Mortgage krizi Godiva pazarlığında Ülker’in işini kolaylaştırdı

BAYRAMIN birinci günü akşam saat 22.00 suları... Yayın Koordinatörümüz Fikret Ercan aradı: "Ülker Grubu’nun CEO’su Murat Ülker, dünyaca ünlü Godiva Çikolata’yı 850 milyon dolara almak için anlaşmayı imzalamak üzereymiş. Hazırlık yapalım, imza atıldığı bilgisi gelince hemen gazeteye gireriz."

Ben bayram ziyareti için Tekirdağ’ın Hayrabolu ilçesindeydim. Hemen Demet Cengiz Bilgin’i aradım, bilgiyi aktardım, haberi yazmaya başladı.

Telefon trafiğimiz gece 01.00’e kadar sürdü. Telefon trafiği sırasında Zuhal Şeker’in bizi Murat Ülker ve grubun danışma kurulu üyeleriyle biraraya getirdiği akşamı hatırladım.

O akşam Murat Ülker’e yöneltilen sorulardan biri taklit ürünlerle ilgiliydi: "Avrupa ülkelerinde hakkınızda zaman zaman taklit davaları açılıyor. Siz kendiniz ürün geliştiremiyor musunuz? Hep böyle taklit suçlamalarıyla mı yolunuza devam edeceksiniz?"

Murat Ülker
sakince yanıtladı: "Çikolatayı, bisküviyi biz keşfetmedik. Ama her iki alanda da ciddi üretim yapıyoruz. Ürünü ne kadar farklılaştırmaya çalışsanız da ambalajlar konusunda hareket alanı sınırlı. Artık şirketler ambalajların üzerindeki en ince ayrıntıya, akla gelmeyecek renklere kadar patentleri kapatıyor. Taklit davaları bu yüzden gündeme geliyor."

Murat Ülker,
o akşam Ülker Grubu’nun dünyaya dönük stratejisini de çizdi: "Biz mevcut halimizle ’global güç’ değil, ’bölgesel güç’ olma iddiasındayız. Nitekim ihracatımız da, dış yatırımlarımız da hep bu yönde ilerliyor. ’Bölgesel güç’ olduktan sonra ’global güç’ olmaya da soyunuruz."

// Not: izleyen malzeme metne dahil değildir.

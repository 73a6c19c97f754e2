//! In-memory backends for testing without Consul, etcd or DNS.
//!
//! Each mock reproduces the conditional-write semantics of the service it
//! stands in for, so the stores built on top of them behave as they would in
//! production.
//!
//! # Features
//!
//! - **Consul semantics**: per-key modify index, `cas=0` only while the key is absent
//! - **etcd semantics**: per-key version reset by delete, cluster-wide revision
//! - **Failure injection**: fail the next N requests with a transport error
//! - **Request counting**: track reads and writes for verification
//! - **Static DNS**: fixed A/AAAA and SRV answers with per-host failures
//!
//! # Example
//!
//! ```
//! use peerdisco::mock::MemoryEtcdKv;
//! use peerdisco::{EtcdStore, KeyScheme, LeaderRecord, LeaderStore};
//!
//! # tokio_test_block_on(async {
//! let kv = MemoryEtcdKv::new();
//! let store = EtcdStore::with_kv("rqlite", kv.clone(), KeyScheme::etcd()).unwrap();
//!
//! let record = LeaderRecord::new("node1", "http://node1:4001", "node1:4002");
//! assert!(store.initialize_leader(&record).await.unwrap());
//! assert_eq!(kv.version("/rqlite/leader"), 1);
//! # });
//! # fn tokio_test_block_on<F: std::future::Future>(f: F) -> F::Output {
//! #     tokio::runtime::Builder::new_current_thread().build().unwrap().block_on(f)
//! # }
//! ```

use std::{
    collections::{HashMap, HashSet},
    net::IpAddr,
    sync::{
        Arc,
        atomic::{AtomicUsize, Ordering},
    },
};

use async_trait::async_trait;
use parking_lot::{Mutex, RwLock};
use snafu::Snafu;

use crate::{
    error::{BoxError, DiscoError, Result},
    resolver::{NameResolver, SrvTarget},
    store::{consul::ConsulKv, etcd::EtcdKv},
};

/// Address reported by the in-memory KV mocks.
pub const MEMORY_ADDRESS: &str = "memory";

/// Failure injection and request counters shared by the KV mocks.
#[derive(Debug, Default)]
struct Counters {
    /// Number of transport errors to inject for the next requests.
    unavailable_count: AtomicUsize,

    /// Total read requests received.
    read_count: AtomicUsize,

    /// Total write requests received, including conditional writes.
    write_count: AtomicUsize,
}

impl Counters {
    /// Checks if we should inject a failure, decrementing the counter if so.
    fn should_inject_unavailable(&self) -> bool {
        loop {
            let current = self.unavailable_count.load(Ordering::SeqCst);
            if current == 0 {
                return false;
            }
            if self
                .unavailable_count
                .compare_exchange(current, current - 1, Ordering::SeqCst, Ordering::SeqCst)
                .is_ok()
            {
                return true;
            }
        }
    }

    fn record_read(&self) -> bool {
        self.read_count.fetch_add(1, Ordering::SeqCst);
        self.should_inject_unavailable()
    }

    fn record_write(&self) -> bool {
        self.write_count.fetch_add(1, Ordering::SeqCst);
        self.should_inject_unavailable()
    }
}

#[derive(Debug, Clone)]
struct ConsulEntry {
    value: Vec<u8>,
    modify_index: u64,
}

#[derive(Debug, Default)]
struct ConsulState {
    entries: HashMap<String, ConsulEntry>,
    /// Raft index of the last write; Consul indexes start at 1.
    index: u64,
}

/// In-memory [`ConsulKv`] with Consul's check-and-set rules.
///
/// Clones share state, so several stores built from clones of one mock
/// behave like nodes talking to the same agent.
#[derive(Debug, Clone, Default)]
pub struct MemoryConsulKv {
    state: Arc<Mutex<ConsulState>>,
    counters: Arc<Counters>,
}

impl MemoryConsulKv {
    /// Creates an empty KV.
    #[must_use]
    pub fn new() -> Self {
        Self::default()
    }

    /// Writes `value` at `key` directly, bypassing check-and-set.
    pub fn insert(&self, key: &str, value: Vec<u8>) {
        let mut state = self.state.lock();
        state.index += 1;
        let modify_index = state.index;
        state.entries.insert(key.to_owned(), ConsulEntry { value, modify_index });
    }

    /// Deletes `key`. Returns whether it existed.
    pub fn delete(&self, key: &str) -> bool {
        self.state.lock().entries.remove(key).is_some()
    }

    /// Returns the value stored at `key`.
    #[must_use]
    pub fn value(&self, key: &str) -> Option<Vec<u8>> {
        self.state.lock().entries.get(key).map(|entry| entry.value.clone())
    }

    /// Returns the modify index of `key`, or `0` if it does not exist.
    #[must_use]
    pub fn modify_index(&self, key: &str) -> u64 {
        self.state.lock().entries.get(key).map_or(0, |entry| entry.modify_index)
    }

    /// Fails the next `count` requests with a 503 status.
    pub fn inject_unavailable(&self, count: usize) {
        self.counters.unavailable_count.store(count, Ordering::SeqCst);
    }

    /// Returns the total number of read requests received.
    #[must_use]
    pub fn read_count(&self) -> usize {
        self.counters.read_count.load(Ordering::SeqCst)
    }

    /// Returns the total number of write requests received.
    #[must_use]
    pub fn write_count(&self) -> usize {
        self.counters.write_count.load(Ordering::SeqCst)
    }

    fn unavailable(key: &str) -> DiscoError {
        DiscoError::ConsulStatus {
            key: key.to_owned(),
            status: 503,
            body: "Injected error".to_owned(),
        }
    }
}

#[async_trait]
impl ConsulKv for MemoryConsulKv {
    fn address(&self) -> &str {
        MEMORY_ADDRESS
    }

    async fn get(&self, key: &str) -> Result<Option<Vec<u8>>> {
        if self.counters.record_read() {
            return Err(Self::unavailable(key));
        }
        Ok(self.value(key))
    }

    async fn put(&self, key: &str, value: Vec<u8>) -> Result<()> {
        if self.counters.record_write() {
            return Err(Self::unavailable(key));
        }
        self.insert(key, value);
        Ok(())
    }

    async fn cas(&self, key: &str, value: Vec<u8>, modify_index: u64) -> Result<bool> {
        if self.counters.record_write() {
            return Err(Self::unavailable(key));
        }
        let mut state = self.state.lock();
        let current = state.entries.get(key).map_or(0, |entry| entry.modify_index);
        if current != modify_index {
            return Ok(false);
        }
        state.index += 1;
        let modify_index = state.index;
        state.entries.insert(key.to_owned(), ConsulEntry { value, modify_index });
        Ok(true)
    }
}

#[derive(Debug, Clone)]
struct EtcdEntry {
    value: Vec<u8>,
    version: i64,
    mod_revision: i64,
}

#[derive(Debug, Default)]
struct EtcdState {
    entries: HashMap<String, EtcdEntry>,
    revision: i64,
}

impl EtcdState {
    fn put(&mut self, key: &str, value: Vec<u8>) {
        self.revision += 1;
        let revision = self.revision;
        let entry = self.entries.entry(key.to_owned()).or_insert(EtcdEntry {
            value: Vec::new(),
            version: 0,
            mod_revision: 0,
        });
        entry.value = value;
        entry.version += 1;
        entry.mod_revision = revision;
    }
}

/// In-memory [`EtcdKv`] with etcd's version semantics.
///
/// Each put increments the key's version and the store's revision. Deleting
/// a key resets its version to `0`. Clones share state.
#[derive(Debug, Clone)]
pub struct MemoryEtcdKv {
    state: Arc<Mutex<EtcdState>>,
    counters: Arc<Counters>,
    endpoints: Vec<String>,
}

impl Default for MemoryEtcdKv {
    fn default() -> Self {
        Self {
            state: Arc::default(),
            counters: Arc::default(),
            endpoints: vec![MEMORY_ADDRESS.to_owned()],
        }
    }
}

impl MemoryEtcdKv {
    /// Creates an empty KV.
    #[must_use]
    pub fn new() -> Self {
        Self::default()
    }

    /// Writes `value` at `key` directly, bypassing any transaction.
    pub fn insert(&self, key: &str, value: Vec<u8>) {
        self.state.lock().put(key, value);
    }

    /// Deletes `key`. Returns whether it existed.
    pub fn delete(&self, key: &str) -> bool {
        let mut state = self.state.lock();
        let existed = state.entries.remove(key).is_some();
        if existed {
            state.revision += 1;
        }
        existed
    }

    /// Returns the value stored at `key`.
    #[must_use]
    pub fn value(&self, key: &str) -> Option<Vec<u8>> {
        self.state.lock().entries.get(key).map(|entry| entry.value.clone())
    }

    /// Returns the version of `key`, or `0` if it does not exist.
    #[must_use]
    pub fn version(&self, key: &str) -> i64 {
        self.state.lock().entries.get(key).map_or(0, |entry| entry.version)
    }

    /// Returns the revision of the last modification of `key`.
    #[must_use]
    pub fn mod_revision(&self, key: &str) -> Option<i64> {
        self.state.lock().entries.get(key).map(|entry| entry.mod_revision)
    }

    /// Returns the store-wide revision.
    #[must_use]
    pub fn revision(&self) -> i64 {
        self.state.lock().revision
    }

    /// Fails the next `count` requests with a connection error.
    pub fn inject_unavailable(&self, count: usize) {
        self.counters.unavailable_count.store(count, Ordering::SeqCst);
    }

    /// Returns the total number of read requests received.
    #[must_use]
    pub fn read_count(&self) -> usize {
        self.counters.read_count.load(Ordering::SeqCst)
    }

    /// Returns the total number of write requests received.
    #[must_use]
    pub fn write_count(&self) -> usize {
        self.counters.write_count.load(Ordering::SeqCst)
    }

    fn unavailable() -> DiscoError {
        let source = etcd_client::Error::IoError(std::io::Error::new(
            std::io::ErrorKind::ConnectionRefused,
            "Injected error",
        ));
        DiscoError::Etcd { source, location: snafu::location!() }
    }
}

#[async_trait]
impl EtcdKv for MemoryEtcdKv {
    fn endpoints(&self) -> &[String] {
        &self.endpoints
    }

    async fn get(&self, key: &str) -> Result<Option<Vec<u8>>> {
        if self.counters.record_read() {
            return Err(Self::unavailable());
        }
        Ok(self.value(key))
    }

    async fn put(&self, key: &str, value: Vec<u8>) -> Result<()> {
        if self.counters.record_write() {
            return Err(Self::unavailable());
        }
        self.insert(key, value);
        Ok(())
    }

    async fn put_if_version(&self, key: &str, value: Vec<u8>, version: i64) -> Result<bool> {
        if self.counters.record_write() {
            return Err(Self::unavailable());
        }
        let mut state = self.state.lock();
        let current = state.entries.get(key).map_or(0, |entry| entry.version);
        if current != version {
            return Ok(false);
        }
        state.put(key, value);
        Ok(true)
    }
}

/// Error returned by [`StaticResolver`] for unknown or failing names.
#[derive(Debug, Snafu)]
#[snafu(display("{message}"))]
pub struct LookupFailure {
    message: String,
}

impl LookupFailure {
    fn boxed(message: String) -> BoxError {
        Box::new(LookupFailureSnafu { message }.build())
    }
}

#[derive(Debug, Default)]
struct ResolverState {
    ips: HashMap<String, Vec<IpAddr>>,
    srv: HashMap<String, Vec<SrvTarget>>,
    failing: HashSet<String>,
    ip_lookups: Vec<String>,
    srv_lookups: Vec<String>,
}

/// [`NameResolver`] with fixed answers.
///
/// Unknown names fail like `NXDOMAIN`. A name with an empty answer set
/// resolves successfully to nothing. Clones share state.
#[derive(Debug, Clone, Default)]
pub struct StaticResolver {
    state: Arc<RwLock<ResolverState>>,
}

impl StaticResolver {
    /// Creates a resolver with no answers.
    #[must_use]
    pub fn new() -> Self {
        Self::default()
    }

    /// Answers A/AAAA queries for `host` with `ips`, in order.
    #[must_use]
    pub fn with_ips(self, host: &str, ips: impl IntoIterator<Item = IpAddr>) -> Self {
        self.state.write().ips.insert(host.to_owned(), ips.into_iter().collect());
        self
    }

    /// Answers the SRV query `_{service}._{proto}.{name}` with `targets`.
    #[must_use]
    pub fn with_srv(
        self,
        service: &str,
        proto: &str,
        name: &str,
        targets: impl IntoIterator<Item = SrvTarget>,
    ) -> Self {
        let query = srv_query(service, proto, name);
        self.state.write().srv.insert(query, targets.into_iter().collect());
        self
    }

    /// Makes every lookup of `host` fail.
    #[must_use]
    pub fn with_failing_host(self, host: &str) -> Self {
        self.fail_host(host);
        self
    }

    /// Makes every subsequent lookup of `host` fail.
    pub fn fail_host(&self, host: &str) {
        self.state.write().failing.insert(host.to_owned());
    }

    /// Lets lookups of `host` succeed again.
    pub fn restore_host(&self, host: &str) {
        self.state.write().failing.remove(host);
    }

    /// Returns the hosts passed to `lookup_ip`, in call order.
    #[must_use]
    pub fn ip_lookups(&self) -> Vec<String> {
        self.state.read().ip_lookups.clone()
    }

    /// Returns the SRV queries issued, in call order.
    #[must_use]
    pub fn srv_lookups(&self) -> Vec<String> {
        self.state.read().srv_lookups.clone()
    }
}

fn srv_query(service: &str, proto: &str, name: &str) -> String {
    format!("_{service}._{proto}.{name}")
}

#[async_trait]
impl NameResolver for StaticResolver {
    async fn lookup_ip(&self, host: &str) -> Result<Vec<IpAddr>, BoxError> {
        let mut state = self.state.write();
        state.ip_lookups.push(host.to_owned());
        if state.failing.contains(host) {
            return Err(LookupFailure::boxed(format!("lookup {host}: server misbehaving")));
        }
        state
            .ips
            .get(host)
            .cloned()
            .ok_or_else(|| LookupFailure::boxed(format!("lookup {host}: no such host")))
    }

    async fn lookup_srv(
        &self,
        service: &str,
        proto: &str,
        name: &str,
    ) -> Result<Vec<SrvTarget>, BoxError> {
        let query = srv_query(service, proto, name);
        let mut state = self.state.write();
        state.srv_lookups.push(query.clone());
        if state.failing.contains(name) {
            return Err(LookupFailure::boxed(format!("lookup {query}: server misbehaving")));
        }
        state
            .srv
            .get(&query)
            .cloned()
            .ok_or_else(|| LookupFailure::boxed(format!("lookup {query}: no such host")))
    }
}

Medyaya çıkmayı pek sevmeyen Murat Ülker’le sözünü ettiğim toplu buluşmadan önce bir kez de Çamlıca’daki merkez ofislerinde buluşmuş, sohbet etmiştim. Ülker Grubu’nun kamuoyunda bıraktığı, ’muhafazakar’ izlenimin aksine Murat Ülker dünyayı yakından izliyor, sektörüne sürekli global pencereden bakıyordu.

İşte bu ’global bakış’, ABD’li Campbell Soup’un Belçika’da büyüyüp gelişen, 40 yıldır da kendi grubunda bulunan dünyanın bir numaralı çikolata markası Godiva’yı satış vitrinine koymasıyla bir başka noktaya uzandı.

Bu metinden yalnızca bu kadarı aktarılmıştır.